(Beginning of AVAILABLE RECORDS)
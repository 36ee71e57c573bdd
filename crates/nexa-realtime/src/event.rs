//! Client events delivered through the event bus.

use crate::envelope::{Envelope, InboundKind};
use crate::error::RealtimeError;
use std::str::FromStr;
use std::time::Duration;

/// Event names that listeners register under.
#[derive(Debug, Clone, Copy, PartialEq, Eq, Hash)]
pub enum EventKind {
    Connected,
    Reconnected,
    Disconnected,
    Reconnecting,
    Error,
    MaxReconnectAttemptsReached,
    Message,
    ReportStatusUpdate,
    RealTimeData,
    ReportGenerated,
    DashboardUpdate,
    Notification,
    Heartbeat,
}

impl EventKind {
    pub const ALL: [EventKind; 13] = [
        Self::Connected,
        Self::Reconnected,
        Self::Disconnected,
        Self::Reconnecting,
        Self::Error,
        Self::MaxReconnectAttemptsReached,
        Self::Message,
        Self::ReportStatusUpdate,
        Self::RealTimeData,
        Self::ReportGenerated,
        Self::DashboardUpdate,
        Self::Notification,
        Self::Heartbeat,
    ];

    /// Canonical event name.
    pub fn as_str(&self) -> &'static str {
        match self {
            Self::Connected => "connected",
            Self::Reconnected => "reconnected",
            Self::Disconnected => "disconnected",
            Self::Reconnecting => "reconnecting",
            Self::Error => "error",
            Self::MaxReconnectAttemptsReached => "maxReconnectAttemptsReached",
            Self::Message => "message",
            Self::ReportStatusUpdate => "reportStatusUpdate",
            Self::RealTimeData => "realTimeData",
            Self::ReportGenerated => "reportGenerated",
            Self::DashboardUpdate => "dashboardUpdate",
            Self::Notification => "notification",
            Self::Heartbeat => "heartbeat",
        }
    }
}

impl std::fmt::Display for EventKind {
    fn fmt(&self, f: &mut std::fmt::Formatter<'_>) -> std::fmt::Result {
        f.write_str(self.as_str())
    }
}

impl FromStr for EventKind {
    type Err = RealtimeError;

    fn from_str(s: &str) -> Result<Self, Self::Err> {
        Self::ALL
            .into_iter()
            .find(|k| k.as_str() == s)
            .ok_or_else(|| RealtimeError::UnknownEvent(s.to_string()))
    }
}

/// Event emitted by the client.
#[derive(Debug, Clone)]
pub enum ClientEvent {
    /// Socket opened.
    Connected { url: String },
    /// Socket opened after one or more reconnection attempts.
    Reconnected { attempts: u32 },
    /// Socket closed. `clean` is true only for closes requested via `disconnect()`.
    Disconnected {
        code: Option<u16>,
        reason: String,
        clean: bool,
    },
    /// A reconnection attempt is scheduled after `delay`.
    Reconnecting { attempt: u32, delay: Duration },
    /// Transport-level error (failed open, read/write error).
    Error { message: String },
    /// Reconnection bound exhausted; no further automatic retries.
    MaxReconnectAttemptsReached { attempts: u32 },
    /// Any dispatched inbound envelope.
    Message(Envelope),
    /// A known inbound envelope, routed to its canonical event.
    Inbound {
        kind: InboundKind,
        envelope: Envelope,
    },
}

impl ClientEvent {
    /// Event name this event is delivered under.
    pub fn kind(&self) -> EventKind {
        match self {
            Self::Connected { .. } => EventKind::Connected,
            Self::Reconnected { .. } => EventKind::Reconnected,
            Self::Disconnected { .. } => EventKind::Disconnected,
            Self::Reconnecting { .. } => EventKind::Reconnecting,
            Self::Error { .. } => EventKind::Error,
            Self::MaxReconnectAttemptsReached { .. } => EventKind::MaxReconnectAttemptsReached,
            Self::Message(_) => EventKind::Message,
            Self::Inbound { kind, .. } => kind.event(),
        }
    }

    /// Envelope carried by message events.
    pub fn envelope(&self) -> Option<&Envelope> {
        match self {
            Self::Message(envelope) | Self::Inbound { envelope, .. } => Some(envelope),
            _ => None,
        }
    }

    /// Payload carried by message events.
    pub fn payload(&self) -> Option<&serde_json::Value> {
        self.envelope().map(|e| &e.payload)
    }
}
/// Decode one inbound text frame and dispatch it to the bus.
///
/// Undecodable frames and unknown types are logged and dropped; nothing is
/// emitted for them. Returns the dispatched kind.
pub(crate) fn dispatch_frame(
    text: &str,
    bus: &EventBus,
    heartbeat: &HeartbeatManager,
    stats: &ClientStats,
) -> Option<InboundKind> {
    stats.frame_received();
    heartbeat.record_message();

    let envelope = match Envelope::decode(text) {
        Ok(envelope) => envelope,
        Err(e) => {
            stats.frame_undecodable();
            let prefix: String = text.chars().take(LOGGED_FRAME_CHARS).collect();
            warn!(error = %e, frame = %prefix, "Dropping undecodable frame");
            return None;
        }
    };

    let Some(kind) = envelope.inbound_kind() else {
        stats.frame_unknown_type();
        warn!(kind = %envelope.kind, "Dropping frame with unknown type");
        return None;
    };

    if kind == InboundKind::Heartbeat {
        heartbeat.record_ack();
    }

    trace!(%kind, "Dispatching inbound envelope");
    bus.emit(&ClientEvent::Message(envelope.clone()));
    bus.emit(&ClientEvent::Inbound { kind, envelope });
    Some(kind)
}
//! Nexa Manager realtime consumer.
//!
//! Orchestrates the realtime client for the application:
//! - Connection from TOML configuration
//! - Startup subscriptions, restored on every reconnect
//! - Query cache invalidation driven by realtime events
//! - Prometheus metrics and periodic stats logging

pub mod app;
pub mod bindings;
pub mod cache;
pub mod config;
pub mod error;

pub use app::Application;
pub use bindings::{register_cache_handlers, CacheBindings};
pub use cache::{CacheEntry, InMemoryQueryCache, QueryCache, QueryKey};
pub use config::AppConfig;
pub use error::{AppError, AppResult};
(End of AVAILABLE RECORDS)
- **TASK PROMPT**:
Copy the listing above. Match every line exactly.

- **TASK RESPONSE**:
repository 36ee71e57c573bdd
filename crates/nexa-realtime/src/event.rs
//! Client events delivered through the event bus.

use crate::envelope::{Envelope, InboundKind};
use crate::error::RealtimeError;
use std::str::FromStr;
use std::time::Duration;

/// Event names that listeners register under.
#[derive(Debug, Clone, Copy, PartialEq, Eq, Hash)]
pub enum EventKind {
    Connected,
    Reconnected,
    Disconnected,
    Reconnecting,
    Error,
    MaxReconnectAttemptsReached,
    Message,
    ReportStatusUpdate,
    RealTimeData,
    ReportGenerated,
    DashboardUpdate,
    Notification,
    Heartbeat,
}

impl EventKind {
    pub const ALL: [EventKind; 13] = [
        Self::Connected,
        Self::Reconnected,
        Self::Disconnected,
        Self::Reconnecting,
        Self::Error,
        Self::MaxReconnectAttemptsReached,
        Self::Message,
        Self::ReportStatusUpdate,
        Self::RealTimeData,
        Self::ReportGenerated,
        Self::DashboardUpdate,
        Self::Notification,
        Self::Heartbeat,
    ];

    /// Canonical event name.
    pub fn as_str(&self) -> &'static str {
        match self {
            Self::Connected => "connected",
            Self::Reconnected => "reconnected",
            Self::Disconnected => "disconnected",
            Self::Reconnecting => "reconnecting",
            Self::Error => "error",
            Self::MaxReconnectAttemptsReached => "maxReconnectAttemptsReached",
            Self::Message => "message",
            Self::ReportStatusUpdate => "reportStatusUpdate",
            Self::RealTimeData => "realTimeData",
            Self::ReportGenerated => "reportGenerated",
            Self::DashboardUpdate => "dashboardUpdate",
            Self::Notification => "notification",
            Self::Heartbeat => "heartbeat",
        }
    }
}

impl std::fmt::Display for EventKind {
    fn fmt(&self, f: &mut std::fmt::Formatter<'_>) -> std::fmt::Result {
        f.write_str(self.as_str())
    }
}

impl FromStr for EventKind {
    type Err = RealtimeError;

    fn from_str(s: &str) -> Result<Self, Self::Err> {
        Self::ALL
            .into_iter()
            .find(|k| k.as_str() == s)
            .ok_or_else(|| RealtimeError::UnknownEvent(s.to_string()))
    }
}

/// Event emitted by the client.
#[derive(Debug, Clone)]
pub enum ClientEvent {
    /// Socket opened.
    Connected { url: String },
    /// Socket opened after one or more reconnection attempts.
    Reconnected { attempts: u32 },
    /// Socket closed. `clean` is true only for closes requested via `disconnect()`.
    Disconnected {
        code: Option<u16>,
        reason: String,
        clean: bool,
    },
    /// A reconnection attempt is scheduled after `delay`.
    Reconnecting { attempt: u32, delay: Duration },
    /// Transport-level error (failed open, read/write error).
    Error { message: String },
    /// Reconnection bound exhausted; no further automatic retries.
    MaxReconnectAttemptsReached { attempts: u32 },
    /// Any dispatched inbound envelope.
    Message(Envelope),
    /// A known inbound envelope, routed to its canonical event.
    Inbound {
        kind: InboundKind,
        envelope: Envelope,
    },
}

impl ClientEvent {
    /// Event name this event is delivered under.
    pub fn kind(&self) -> EventKind {
        match self {
            Self::Connected { .. } => EventKind::Connected,
            Self::Reconnected { .. } => EventKind::Reconnected,
            Self::Disconnected { .. } => EventKind::Disconnected,
            Self::Reconnecting { .. } => EventKind::Reconnecting,
            Self::Error { .. } => EventKind::Error,
            Self::MaxReconnectAttemptsReached { .. } => EventKind::MaxReconnectAttemptsReached,
            Self::Message(_) => EventKind::Message,
            Self::Inbound { kind, .. } => kind.event(),
        }
    }

    /// Envelope carried by message events.
    pub fn envelope(&self) -> Option<&Envelope> {
        match self {
            Self::Message(envelope) | Self::Inbound { envelope, .. } => Some(envelope),
            _ => None,
        }
    }

    /// Payload carried by message events.
    pub fn payload(&self) -> Option<&serde_json::Value> {
        self.envelope().map(|e| &e.payload)
    }
}
/// Decode one inbound text frame and dispatch it to the bus.
///
/// Undecodable frames and unknown types are logged and dropped; nothing is
/// emitted for them. Returns the dispatched kind.
pub(crate) fn dispatch_frame(
    text: &str,
    bus: &EventBus,
    heartbeat: &HeartbeatManager,
    stats: &ClientStats,
) -> Option<InboundKind> {
    stats.frame_received();
    heartbeat.record_message();

    let envelope = match Envelope::decode(text) {
        Ok(envelope) => envelope,
        Err(e) => {
            stats.frame_undecodable();
            let prefix: String = text.chars().take(LOGGED_FRAME_CHARS).collect();
            warn!(error = %e, frame = %prefix, "Dropping undecodable frame");
            return None;
        }
    };

    let Some(kind) = envelope.inbound_kind() else {
        stats.frame_unknown_type();
        warn!(kind = %envelope.kind, "Dropping frame with unknown type");
        return None;
    };

    if kind == InboundKind::Heartbeat {
        heartbeat.record_ack();
    }

    trace!(%kind, "Dispatching inbound envelope");
    bus.emit(&ClientEvent::Message(envelope.clone()));
    bus.emit(&ClientEvent::Inbound { kind, envelope });
    Some(kind)
}
//! Nexa Manager realtime consumer.
//!
//! Orchestrates the realtime client for the application:
//! - Connection from TOML configuration
//! - Startup subscriptions, restored on every reconnect
//! - Query cache invalidation driven by realtime events
//! - Prometheus metrics and periodic stats logging

pub mod app;
pub mod bindings;
pub mod cache;
pub mod config;
pub mod error;

pub use app::Application;
pub use bindings::{register_cache_handlers, CacheBindings};
pub use cache::{CacheEntry, InMemoryQueryCache, QueryCache, QueryKey};
pub use config::AppConfig;
pub use error::{AppError, AppResult};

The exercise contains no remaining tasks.